Where would we be as a society if that it were possible for people to make secure SSL connections to their banks for example? That would be a nightmarish world where it would be impossible to redistribute income from the first world bourgeoisie to more worthy informal entrepreneurs in impoverished countries like China, Eastern Europe or Nigeria.
I think he's doing socially very useful work. I'd recommend a prize for him, except he's probably not short of cash.
Re:First Post (Score:5, Insightful)
Without people looking for vulnerabilities in SSL and publishing the results there would be other people looking for vulnerabilities in SSL and not publishing, just using them to steal.
Security crackers that publish their results are essential to making sure we are really secure, not that we just think we are.
Re: (Score:3, Informative)
I don't really agree on the difference.
If there's a tool to exploit the problem then companies using SSL/TLS/whatever can see a clear and present danger.
If someone publishes a vulnerability it's easy to write it off as theoretical and we're back to the situation where black-hats can exploit things.
Re:First Post (Score:5, Insightful)
Yes, because certain criminals use the Dominican Republic to trade drugs, it's completely reasonable to assume that this person was involved in such activities. After all, nobody would go there to experience the culture, the cuisine, or the wide, sandy, sun-drenched beaches.
However, let's not forget that this guy is an American. There's more drug trading and murder going on in the US than in the Dominican. Obviously that makes him a gun-toting, murdering, drug lord, like all other Americans. I've seen Breaking Bad. The world would no doubt be a safer place if we didn't let Americans get out of the US.
Re: (Score:3, Insightful)
"After all, nobody would go there to experience the culture, the cuisine, or the wide, sandy, sun-drenched beaches."

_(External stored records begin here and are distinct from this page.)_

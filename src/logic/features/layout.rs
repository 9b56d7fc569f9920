//! Feature Layout - Centralized Feature Definition
//!
//! The column order below is the single source of truth: it must match
//! the order the classifiers were trained with. Changing it silently
//! breaks every loaded model.

/// Feature names in the exact order they appear in the vector
pub const FEATURE_LAYOUT: &[&str] = &[
    // === Label-encoded categoricals (0-6) ===
    "age_bucket_le",        // 0: age band code
    "sex_clean_le",         // 1
    "reporter_type_le",     // 2
    "route_clean_le",       // 3
    "dose_bin_le",          // 4
    "indication_clean_le",  // 5
    "active_ingredient_le", // 6

    // === Raw numerics, passed through unencoded (7-10) ===
    "drug_count",           // 7
    "reaction_count",       // 8
    "serious_outcome",      // 9
    "polypharmacy",         // 10
];

/// Total number of features
/// IMPORTANT: Must match FEATURE_LAYOUT.len()!
pub const FEATURE_COUNT: usize = 11;

/// Categorical columns that run through a pre-fit label encoder,
/// keyed exactly as they appear in the encoder artifact.
pub const ENCODED_COLUMNS: &[&str] = &[
    "age_bucket",
    "sex_clean",
    "reporter_type",
    "route_clean",
    "dose_bin",
    "indication_clean",
    "active_ingredient",
];

/// Get feature index by name (O(n) but features are few)
pub fn feature_index(name: &str) -> Option<usize> {
    FEATURE_LAYOUT.iter().position(|&n| n == name)
}

/// Get feature name by index
pub fn feature_name(index: usize) -> Option<&'static str> {
    FEATURE_LAYOUT.get(index).copied()
}

#[cfg(test)]
mod tests {
    use super::*;

    #[test]
    fn test_feature_count() {
        assert_eq!(FEATURE_COUNT, 11);
        assert_eq!(FEATURE_LAYOUT.len(), FEATURE_COUNT);
    }

    #[test]
    fn test_encoded_columns_prefix_layout() {
        // The seven encoded columns come first, with the "_le" suffix
        for (i, col) in ENCODED_COLUMNS.iter().enumerate() {
            assert_eq!(FEATURE_LAYOUT[i], format!("{}_le", col));
        }
    }

    #[test]
    fn test_feature_index() {
        assert_eq!(feature_index("age_bucket_le"), Some(0));
        assert_eq!(feature_index("active_ingredient_le"), Some(6));
        assert_eq!(feature_index("polypharmacy"), Some(10));
        assert_eq!(feature_index("nonexistent"), None);
    }

    #[test]
    fn test_feature_name() {
        assert_eq!(feature_name(0), Some("age_bucket_le"));
        assert_eq!(feature_name(10), Some("polypharmacy"));
        assert_eq!(feature_name(100), None);
    }
}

Doing all that doesn't exclude playing drug mule.
You don't need a password to extract drugs from a hard drive.
Re:First Post (Score:5, Informative)
As for the second, please explain how in the fuck you get labeled a "white hat" for showing up at black hat conferences and showing everyone how to MITM SSL?
Black hats don't hold conferences (in meatspace). There's just a conference called Black Hat which, by the nature of information from the conference being made public, is actually a white hat conference. It actually started out as something closer to a true black hat conference but of course that didn't last long.
Black hats have their conferences in various chat rooms and forums. When they meet, you don't know about it.
Re: (Score:3, Interesting)
What makes you think that something presented at Blackhat isn't after 90 days notice to the developer? That's often the case - the threat of revelation after some fixed time provides some minor incentive to care about the vulnerability.
But even if not, it merely starts a race between the app developer and the exploit developer. In the case of some popular open-source app, the app developers would win the race (because they care, and know the code better). Not the best approach, but far nicer than selling
Re: (Score:3, Funny)
Re:Hidden volumes? (Score:4, Informative)
He could put the contents of the hard drive on a webserver, wipe the hard drive clean, then download the data once in the country.
Re: (Score:3, Informative)
TrueCrypt [truecrypt.org] because it works [slashdot.org].
FTK, PRTK?
Pffft, The FBI knows about those, and still didn't crack the TrueCrypt volume.